Ultimately, it was revealed that Shipley had suffered from what he described as a "bruised spinal cord", and at age 34 opted to retire rather than undergo surgery. Despite this, Shipley would get a Super Bowl ring for his earlier contributions after the Buccaneers defeated the Kansas City Chiefs in Super Bowl LV, 31–9.

==NFL career statistics==

| Year | Team | Games | Starts |
|---|---|---|---|
| 2012 | IND | 14 | 5 |
| 2013 | BAL | 16 | 9 |
| 2014 | IND | 15 | 5 |
| 2015 | ARI | 12 | 3 |
| 2016 | ARI | 16 | 16 |
| 2017 | ARI | 16 | 16 |
| 2019 | ARI | 16 | 16 |
| 2020 | TB | 5 | 2 |
| Career |  | 110 | 75 |

==Post-playing career==
Following his retirement, Shipley was named an offensive assistant on the Tampa Bay Buccaneers' coaching staff on May 5, 2021. He left the coaching staff to spend more time with his children. In 2023, during the off-season, he began training Buccaneers center Robert Hainsey, as well as Minnesota's John Michael Schmitz.

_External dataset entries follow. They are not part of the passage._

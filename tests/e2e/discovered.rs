//! Inputs found while building: depfiles and scanners.

use crate::e2e::*;

#[cfg(unix)]
const GENDEP_RULE: &str = "
rule gendep
  description = gendep $out
  command = echo \"$dep_content\" > $out.d && touch $out
  depfile = $out.d
";

#[cfg(windows)]
const GENDEP_RULE: &str = "
rule gendep
  description = gendep $out
  command = cmd /c echo $dep_content > $out.d && type nul > $out
  depfile = $out.d
";

/// depfile contains invalid syntax.
#[test]
fn bad_depfile() -> anyhow::Result<()> {
    let space = TestSpace::new()?;
    space.manifest(&[GENDEP_RULE, "build out: gendep", "  dep_content = garbage text"])?;

    let out = space.run(&mut keel_command(vec!["out"]))?;
    assert_eq!(exit_code(&out), Some(1));
    assert_output_contains(&out, "parse error:");
    Ok(())
}

#[test]
fn depfile_inputs_are_tracked() -> anyhow::Result<()> {
    let space = TestSpace::new()?;
    space.manifest(&[GENDEP_RULE, "build out: gendep", "  dep_content = out: header"])?;
    space.write("header", "1")?;

    let out = space.run_expect(&mut keel_command(vec!["out"]))?;
    assert_output_contains(&out, "gendep out");

    let out = space.run_expect(&mut keel_command(vec!["out"]))?;
    assert_output_contains(&out, "no work to do");

    space.write("header", "2")?;
    let out = space.run_expect(&mut keel_command(vec!["-d", "explain", "out"]))?;
    assert_output_contains(&out, "input header changed");
    assert_output_contains(&out, "gendep out");
    Ok(())
}

#[test]
fn scanned_includes_are_tracked() -> anyhow::Result<()> {
    let space = TestSpace::new()?;
    space.manifest(&[CAT_RULE, "scan .c = include", "build out: cat main.c"])?;
    space.write("main.c", "#include \"defs.h\"\n")?;
    space.write("defs.h", "#define X 1\n")?;

    space.run_expect(&mut keel_command(vec!["out"]))?;
    let out = space.run_expect(&mut keel_command(vec!["out"]))?;
    assert_output_contains(&out, "no work to do");

    space.write("defs.h", "#define X 2\n")?;
    let out = space.run_expect(&mut keel_command(vec!["out"]))?;
    assert_output_contains(&out, "ran 1 tasks");
    Ok(())
}

#[test]
fn scanned_generated_header_is_built_first() -> anyhow::Result<()> {
    let space = TestSpace::new()?;
    space.manifest(&[
        CAT_RULE,
        "scan .c = include",
        "build gen.h: cat gen.in",
        "build out: cat main.c",
    ])?;
    space.write("main.c", "#include \"gen.h\"\n")?;
    space.write("gen.in", "#define GEN 1\n")?;

    let out = space.run_expect(&mut keel_command(vec!["-j", "4", "out"]))?;
    let stdout = std::str::from_utf8(&out.stdout)?;
    let gen = stdout.find("cat gen.h");
    let obj = stdout.find("cat out");
    assert!(gen.is_some() && obj.is_some() && gen < obj, "{}", stdout);
    assert!(space.exists("gen.h"));
    Ok(())
}

#[test]
fn missing_reference_policy() -> anyhow::Result<()> {
    let space = TestSpace::new()?;
    space.manifest(&[CAT_RULE, "scan .c = include", "build out: cat main.c"])?;
    space.write("main.c", "#include \"nowhere.h\"\n")?;

    let out = space.run(&mut keel_command(vec!["--missing-refs", "error", "out"]))?;
    assert_eq!(exit_code(&out), Some(1));
    assert_output_contains(&out, "can't find referenced file \"nowhere.h\"");

    let out = space.run_expect(&mut keel_command(vec!["--missing-refs", "warn", "out"]))?;
    assert_output_contains(&out, "warning");
    assert_output_contains(&out, "ran 1 tasks");
    Ok(())
}

#[test]
fn implicit_cache() -> anyhow::Result<()> {
    let space = TestSpace::new()?;
    space.manifest(&[CAT_RULE, "scan .c = include", "build out: cat main.c"])?;
    space.write("main.c", "#include \"defs.h\"\n")?;
    space.write("defs.h", "1\n")?;
    space.write("extra.h", "1\n")?;
    space.run_expect(&mut keel_command(vec!["out"]))?;

    // Stored results still cover defs.h.
    space.write("defs.h", "2\n")?;
    let out = space.run_expect(&mut keel_command(vec!["--implicit-cache", "out"]))?;
    assert_output_contains(&out, "ran 1 tasks");

    // A new include is not seen until something scans again.
    space.write("main.c", "#include \"defs.h\"\n#include \"extra.h\"\n")?;
    space.run_expect(&mut keel_command(vec!["--implicit-cache", "out"]))?;
    space.write("extra.h", "2\n")?;
    let out = space.run_expect(&mut keel_command(vec!["--implicit-cache", "out"]))?;
    assert_output_contains(&out, "no work to do");

    let out = space.run_expect(&mut keel_command(vec![
        "--implicit-cache",
        "--implicit-deps-changed",
        "out",
    ]))?;
    assert_output_contains(&out, "ran 1 tasks");
    Ok(())
}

Shipley has mostly been associated with Pat McAfee, his former teammate with the Indianapolis Colts. In addition to his appearances on The Pat McAfee Show, he had co-hosted "That's Hockey Talk", before being replaced by NHL player Mike Rupp. In 2022, he began hosting a new in-studio segment called "In the Trenches" on Wednesdays, which has continued after the show's move to ESPN.

==Personal life==
Shipley married his college girlfriend in 2014, but they had split within a year. He later remarried and has three children with his second wife.